書名 GO
著者 金城 一紀 (かねしろ かずき)
発行 角川文庫 (2007年) 238頁
定価 本体520円(税別)
こういう「暗闇」を知っておくのも悪くない。暗闇を知らない奴に光の明るさは語れないからな。でも、おまえのお気に入りのニーチェが言ってるぞ、「誰であれ、怪物と戦う者は、その過程においてみずからが怪物にならぬよう注意すべきである。長いあいだ奈落(ならく)をのぞきこんでいると、奈落もまたこちらをのぞきこむものだ」ってな。

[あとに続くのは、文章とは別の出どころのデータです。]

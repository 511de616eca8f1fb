//! Duplex RPC multiplexer.
//!
//! Runs a typed request/response protocol over the acknowledged message
//! socket. Either side may call at any time; responses need not arrive in
//! call order. Frames are embedded in `MESSAGE.data`:
//!
//! ```text
//! { "id": string, "kind": "CALL"|"RESPONSE", "methodName": string, "data": any }
//! ```
//!
//! Inbound CALLs are handed to the [`RpcResponder`]; its reply travels
//! back as a RESPONSE with the same id. Inbound RESPONSEs resolve the
//! matching pending call.
//!
//! On reconnection, [`DuplexRpc::set_communicator`] rebinds the socket.
//! In-flight calls on the old socket fail with `NotConnected` and must be
//! re-initiated by the caller.

pub mod methods;

use std::collections::HashMap;
use std::sync::atomic::{AtomicU64, Ordering};
use std::sync::{Arc, Mutex};
use std::time::Duration;

use async_trait::async_trait;
use serde::{Deserialize, Serialize};
use serde_json::Value;
use tokio::sync::{mpsc, oneshot};
use tokio::task::JoinHandle;

use crate::error::RpcError;
use crate::socket::MessageSocket;

pub use methods::RpcMethod;

/// RPC frame discriminator.
#[derive(Debug, Clone, Copy, PartialEq, Eq, Serialize, Deserialize)]
#[serde(rename_all = "SCREAMING_SNAKE_CASE")]
pub enum RpcKind {
    /// A request expecting a RESPONSE with the same id.
    Call,
    /// The reply to a CALL.
    Response,
}

/// One RPC frame, as embedded in `MESSAGE.data`.
#[derive(Debug, Clone, Serialize, Deserialize)]
#[serde(rename_all = "camelCase")]
pub struct RpcFrame {
    /// Call id, unique per caller.
    pub id: String,
    /// CALL or RESPONSE.
    pub kind: RpcKind,
    /// Method being invoked or answered.
    pub method_name: String,
    /// Input (CALL) or output (RESPONSE) payload.
    #[serde(default)]
    pub data: Value,
}

/// Handles inbound CALLs.
///
/// Implementations parse `data` against the method's input shape; a parse
/// failure must not kill the connection: reply `Value::Null` and log.
#[async_trait]
pub trait RpcResponder: Send + Sync {
    /// Produce the response payload for an inbound call.
    async fn respond(&self, method_name: &str, data: Value) -> Value;
}

/// Tunables for the multiplexer.
#[derive(Debug, Clone)]
pub struct RpcConfig {
    /// Base window a call waits for its RESPONSE after the send is acked.
    pub response_timeout: Duration,
    /// Dump frames at debug level.
    pub verbose_logs: bool,
}

impl Default for RpcConfig {
    fn default() -> Self {
        Self {
            response_timeout: Duration::from_secs(15),
            verbose_logs: false,
        }
    }
}

type PendingMap = Mutex<HashMap<String, oneshot::Sender<Result<Value, RpcError>>>>;

/// Typed request/response multiplexer over a [`MessageSocket`].
pub struct DuplexRpc {
    next_id: AtomicU64,
    pending: PendingMap,
    socket: Mutex<Arc<MessageSocket>>,
    responder: Arc<dyn RpcResponder>,
    listen_task: Mutex<Option<JoinHandle<()>>>,
    config: RpcConfig,
}

impl std::fmt::Debug for DuplexRpc {
    fn fmt(&self, f: &mut std::fmt::Formatter<'_>) -> std::fmt::Result {
        f.debug_struct("DuplexRpc")
            .field(
                "pending",
                &self.pending.lock().expect("pending lock poisoned").len(),
            )
            .finish_non_exhaustive()
    }
}

impl DuplexRpc {
    /// Bind the multiplexer to a socket and its inbound payload stream.
    pub fn new(
        socket: Arc<MessageSocket>,
        inbound_rx: mpsc::UnboundedReceiver<String>,
        responder: Arc<dyn RpcResponder>,
        config: RpcConfig,
    ) -> Arc<Self> {
        let rpc = Arc::new(Self {
            next_id: AtomicU64::new(1),
            pending: Mutex::new(HashMap::new()),
            socket: Mutex::new(socket),
            responder,
            listen_task: Mutex::new(None),
            config,
        });
        rpc.spawn_listener(inbound_rx);
        rpc
    }

    /// Rebind to a fresh socket after reconnection.
    ///
    /// All in-flight calls on the old socket fail with `NotConnected`; the
    /// callers' retry loops re-initiate them on the new socket.
    pub fn set_communicator(
        self: &Arc<Self>,
        socket: Arc<MessageSocket>,
        inbound_rx: mpsc::UnboundedReceiver<String>,
    ) {
        let stale: Vec<_> = {
            let mut pending = self.pending.lock().expect("pending lock poisoned");
            pending.drain().collect()
        };
        for (id, tx) in stale {
            log::debug!("[Rpc] Failing in-flight call {id} on socket swap");
            let _ = tx.send(Err(RpcError::NotConnected));
        }

        *self.socket.lock().expect("socket lock poisoned") = socket;

        let old_task = {
            let mut guard = self.listen_task.lock().expect("listen_task lock poisoned");
            guard.take()
        };
        if let Some(task) = old_task {
            task.abort();
        }
        self.spawn_listener(inbound_rx);
    }

    /// Call a method with the default ack window.
    ///
    /// # Errors
    ///
    /// `NotConnected`/`Timeout` from the send layer, `Timeout` if no
    /// RESPONSE arrives in the response window, or `BadResponse` if the
    /// RESPONSE payload does not match the method's output shape.
    pub async fn call<M: RpcMethod>(&self, input: M::Input) -> Result<M::Output, RpcError> {
        self.call_with_factor::<M>(input, 1).await
    }

    /// Call a method, scaling both the ack and response windows.
    pub async fn call_with_factor<M: RpcMethod>(
        &self,
        input: M::Input,
        timeout_factor: u32,
    ) -> Result<M::Output, RpcError> {
        let factor = timeout_factor.max(1);
        let id = self.next_id.fetch_add(1, Ordering::SeqCst).to_string();
        let data = serde_json::to_value(&input)
            .map_err(|e| RpcError::BadResponse(format!("unserializable input: {e}")))?;

        let frame = RpcFrame {
            id: id.clone(),
            kind: RpcKind::Call,
            method_name: M::NAME.to_string(),
            data,
        };
        let encoded = serde_json::to_string(&frame)
            .map_err(|e| RpcError::BadResponse(format!("unserializable frame: {e}")))?;

        if self.config.verbose_logs {
            log::debug!("[Rpc] -> CALL {} id={id}", M::NAME);
        }

        let (tx, rx) = oneshot::channel();
        self.pending
            .lock()
            .expect("pending lock poisoned")
            .insert(id.clone(), tx);

        let socket = Arc::clone(&self.socket.lock().expect("socket lock poisoned"));
        if let Err(e) = socket.send(&encoded, factor).await {
            self.pending
                .lock()
                .expect("pending lock poisoned")
                .remove(&id);
            return Err(e.into());
        }

        let window = self.config.response_timeout * factor;
        let outcome = match tokio::time::timeout(window, rx).await {
            Ok(Ok(result)) => result,
            Ok(Err(_)) => Err(RpcError::NotConnected),
            Err(_) => {
                self.pending
                    .lock()
                    .expect("pending lock poisoned")
                    .remove(&id);
                Err(RpcError::Timeout)
            }
        }?;

        serde_json::from_value(outcome)
            .map_err(|e| RpcError::BadResponse(format!("{} response: {e}", M::NAME)))
    }

    /// Spawn the task that drains inbound payloads from the socket.
    fn spawn_listener(self: &Arc<Self>, mut inbound_rx: mpsc::UnboundedReceiver<String>) {
        let weak = Arc::downgrade(self);
        let task = tokio::spawn(async move {
            while let Some(payload) = inbound_rx.recv().await {
                let Some(rpc) = weak.upgrade() else { break };
                rpc.handle_inbound(payload);
            }
            log::debug!("[Rpc] Listener task ended");
        });
        *self.listen_task.lock().expect("listen_task lock poisoned") = Some(task);
    }

    /// Dispatch one inbound payload.
    fn handle_inbound(self: &Arc<Self>, payload: String) {
        let frame: RpcFrame = match serde_json::from_str(&payload) {
            Ok(frame) => frame,
            Err(e) => {
                log::warn!("[Rpc] Dropping undecodable payload: {e}");
                return;
            }
        };

        if self.config.verbose_logs {
            log::debug!("[Rpc] <- {:?} {} id={}", frame.kind, frame.method_name, frame.id);
        }

        match frame.kind {
            RpcKind::Response => {
                let waiter = self
                    .pending
                    .lock()
                    .expect("pending lock poisoned")
                    .remove(&frame.id);
                match waiter {
                    Some(tx) => {
                        let _ = tx.send(Ok(frame.data));
                    }
                    None => {
                        log::debug!(
                            "[Rpc] Dropping response for unknown call id={}",
                            frame.id
                        );
                    }
                }
            }
            RpcKind::Call => {
                // Respond on a separate task so a slow handler cannot stall
                // the inbound stream.
                let rpc = Arc::clone(self);
                tokio::spawn(async move {
                    let result = rpc.responder.respond(&frame.method_name, frame.data).await;
                    let reply = RpcFrame {
                        id: frame.id,
                        kind: RpcKind::Response,
                        method_name: frame.method_name,
                        data: result,
                    };
                    let encoded = match serde_json::to_string(&reply) {
                        Ok(encoded) => encoded,
                        Err(e) => {
                            log::error!("[Rpc] Unserializable response: {e}");
                            return;
                        }
                    };
                    let socket = Arc::clone(
                        &rpc.socket.lock().expect("socket lock poisoned"),
                    );
                    if let Err(e) = socket.send(&encoded, 1).await {
                        log::warn!(
                            "[Rpc] Failed to send response for {}: {e}",
                            reply.method_name
                        );
                    }
                });
            }
        }
    }
}

impl Drop for DuplexRpc {
    fn drop(&mut self) {
        if let Some(task) = self
            .listen_task
            .lock()
            .expect("listen_task lock poisoned")
            .take()
        {
            task.abort();
        }
    }
}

だから、気をつけろよ。
<作品紹介>
在日韓国籍の男子高校生「僕」が語る、著者自身の生い立ちが元の半自伝小説。デビュー作で、第123回直木賞を受賞した。映画化(行定勲監督、宮藤官九郎脚本、窪塚洋介・柴咲コウ出演)にもなり、また、ヤングチャンピオンにも漫画化(近藤佳文作画)されている。民族差別という深い問題を扱っているにもかかわらず、高校生の友情や恋愛も絡めていて、のびのびとした爽やかさが感じられる作品。
<もう一言>
ジャンルは青春恋愛小説。元プロボクサーの父親から喧嘩を教え込まれた主人公はめっぽう強く、洋楽や映画・文学作品のコアなタイトルも随所に列挙され、読者が引き込まれる要素が散りばめられています。その一方、熱い友情と恋愛のストーリーだと思っていたのに、意表を突く展開が仕掛けられていて、途中から目が離せられなくなってしまいました。
ちなみに、V6の岡田准一主演のドラマ「SP 警視庁警備部警護課第四係」の脚本は、著者が手掛けたものです。